WHAT IS REQUIRED
Write out again, exactly, the lines below starting at the one with "the previous owned" and ending at the one with "use cluster_store::ClusterStore;".
== Segment start ==
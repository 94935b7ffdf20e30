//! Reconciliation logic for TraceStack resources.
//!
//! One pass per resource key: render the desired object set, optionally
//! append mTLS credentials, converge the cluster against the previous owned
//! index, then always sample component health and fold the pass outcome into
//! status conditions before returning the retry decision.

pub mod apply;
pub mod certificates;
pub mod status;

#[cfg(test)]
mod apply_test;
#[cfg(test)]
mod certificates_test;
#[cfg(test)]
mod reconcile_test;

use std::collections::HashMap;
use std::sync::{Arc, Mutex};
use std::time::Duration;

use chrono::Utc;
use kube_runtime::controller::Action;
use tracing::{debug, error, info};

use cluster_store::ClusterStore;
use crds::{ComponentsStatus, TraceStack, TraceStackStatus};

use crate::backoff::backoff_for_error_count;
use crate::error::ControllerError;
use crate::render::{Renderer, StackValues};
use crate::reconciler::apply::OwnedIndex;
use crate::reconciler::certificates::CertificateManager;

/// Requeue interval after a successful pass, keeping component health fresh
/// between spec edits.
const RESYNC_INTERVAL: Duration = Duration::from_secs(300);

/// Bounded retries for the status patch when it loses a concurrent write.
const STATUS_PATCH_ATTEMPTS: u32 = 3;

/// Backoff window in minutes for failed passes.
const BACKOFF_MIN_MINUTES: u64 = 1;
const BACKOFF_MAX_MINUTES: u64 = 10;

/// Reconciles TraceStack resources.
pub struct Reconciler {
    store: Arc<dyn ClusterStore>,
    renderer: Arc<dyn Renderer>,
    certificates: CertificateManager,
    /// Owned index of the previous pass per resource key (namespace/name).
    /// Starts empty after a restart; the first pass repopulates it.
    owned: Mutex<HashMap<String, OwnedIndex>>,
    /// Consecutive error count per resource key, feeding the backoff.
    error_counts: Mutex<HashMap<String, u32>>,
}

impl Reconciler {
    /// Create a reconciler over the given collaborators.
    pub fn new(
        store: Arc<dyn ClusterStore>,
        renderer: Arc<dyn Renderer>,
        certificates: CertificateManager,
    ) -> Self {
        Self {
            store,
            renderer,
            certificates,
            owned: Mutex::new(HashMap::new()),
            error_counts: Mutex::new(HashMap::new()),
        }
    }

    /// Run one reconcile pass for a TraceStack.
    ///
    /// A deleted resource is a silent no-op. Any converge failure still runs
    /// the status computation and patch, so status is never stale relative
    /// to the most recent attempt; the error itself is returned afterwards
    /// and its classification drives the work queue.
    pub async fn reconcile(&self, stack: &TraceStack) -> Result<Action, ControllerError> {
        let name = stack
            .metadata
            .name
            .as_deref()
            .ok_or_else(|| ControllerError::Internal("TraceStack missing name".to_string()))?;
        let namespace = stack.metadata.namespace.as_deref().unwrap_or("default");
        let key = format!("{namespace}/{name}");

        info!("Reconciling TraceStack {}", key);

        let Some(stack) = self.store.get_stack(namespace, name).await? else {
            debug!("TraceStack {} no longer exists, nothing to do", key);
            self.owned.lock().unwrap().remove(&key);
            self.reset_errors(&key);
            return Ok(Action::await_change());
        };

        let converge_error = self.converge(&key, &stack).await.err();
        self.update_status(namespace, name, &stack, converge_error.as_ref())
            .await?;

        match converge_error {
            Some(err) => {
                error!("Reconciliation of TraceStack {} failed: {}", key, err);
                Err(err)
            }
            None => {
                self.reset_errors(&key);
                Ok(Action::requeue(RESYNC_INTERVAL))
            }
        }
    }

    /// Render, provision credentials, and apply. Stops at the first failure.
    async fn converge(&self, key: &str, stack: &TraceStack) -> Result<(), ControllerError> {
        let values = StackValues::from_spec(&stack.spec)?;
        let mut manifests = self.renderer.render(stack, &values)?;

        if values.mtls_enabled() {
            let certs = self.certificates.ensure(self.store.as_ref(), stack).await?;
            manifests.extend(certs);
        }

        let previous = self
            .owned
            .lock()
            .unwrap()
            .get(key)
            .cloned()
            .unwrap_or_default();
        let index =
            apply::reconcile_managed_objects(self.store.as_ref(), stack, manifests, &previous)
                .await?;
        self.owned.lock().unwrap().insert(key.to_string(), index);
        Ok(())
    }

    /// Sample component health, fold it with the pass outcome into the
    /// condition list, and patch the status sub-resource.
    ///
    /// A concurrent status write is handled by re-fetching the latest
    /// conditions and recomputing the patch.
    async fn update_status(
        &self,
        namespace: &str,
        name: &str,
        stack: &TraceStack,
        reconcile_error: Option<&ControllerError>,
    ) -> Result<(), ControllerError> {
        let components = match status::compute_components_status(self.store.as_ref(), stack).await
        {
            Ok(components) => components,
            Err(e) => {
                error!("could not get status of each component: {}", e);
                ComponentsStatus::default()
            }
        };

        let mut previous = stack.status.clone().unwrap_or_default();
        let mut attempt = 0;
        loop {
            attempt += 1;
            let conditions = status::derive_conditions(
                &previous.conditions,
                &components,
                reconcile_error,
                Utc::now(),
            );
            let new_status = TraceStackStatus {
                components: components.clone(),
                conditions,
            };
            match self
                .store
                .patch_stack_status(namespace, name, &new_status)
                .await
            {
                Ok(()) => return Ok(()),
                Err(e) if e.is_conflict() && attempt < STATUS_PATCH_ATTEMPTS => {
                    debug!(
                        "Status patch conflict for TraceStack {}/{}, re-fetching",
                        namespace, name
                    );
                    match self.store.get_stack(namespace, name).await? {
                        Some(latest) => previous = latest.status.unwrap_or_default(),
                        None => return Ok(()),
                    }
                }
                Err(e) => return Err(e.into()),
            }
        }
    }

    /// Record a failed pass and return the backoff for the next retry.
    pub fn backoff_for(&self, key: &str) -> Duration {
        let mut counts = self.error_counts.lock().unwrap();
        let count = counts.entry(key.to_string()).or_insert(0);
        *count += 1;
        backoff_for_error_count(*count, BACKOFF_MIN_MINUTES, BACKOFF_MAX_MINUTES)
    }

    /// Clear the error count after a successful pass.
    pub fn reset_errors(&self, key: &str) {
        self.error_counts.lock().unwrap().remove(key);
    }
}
== Segment end ==
PROBLEM SOLUTION
//! append mTLS credentials, converge the cluster against the previous owned
//! index, then always sample component health and fold the pass outcome into
//! status conditions before returning the retry decision.

pub mod apply;
pub mod certificates;
pub mod status;

#[cfg(test)]
mod apply_test;
#[cfg(test)]
mod certificates_test;
#[cfg(test)]
mod reconcile_test;

use std::collections::HashMap;
use std::sync::{Arc, Mutex};
use std::time::Duration;

use chrono::Utc;
use kube_runtime::controller::Action;
use tracing::{debug, error, info};

use cluster_store::ClusterStore;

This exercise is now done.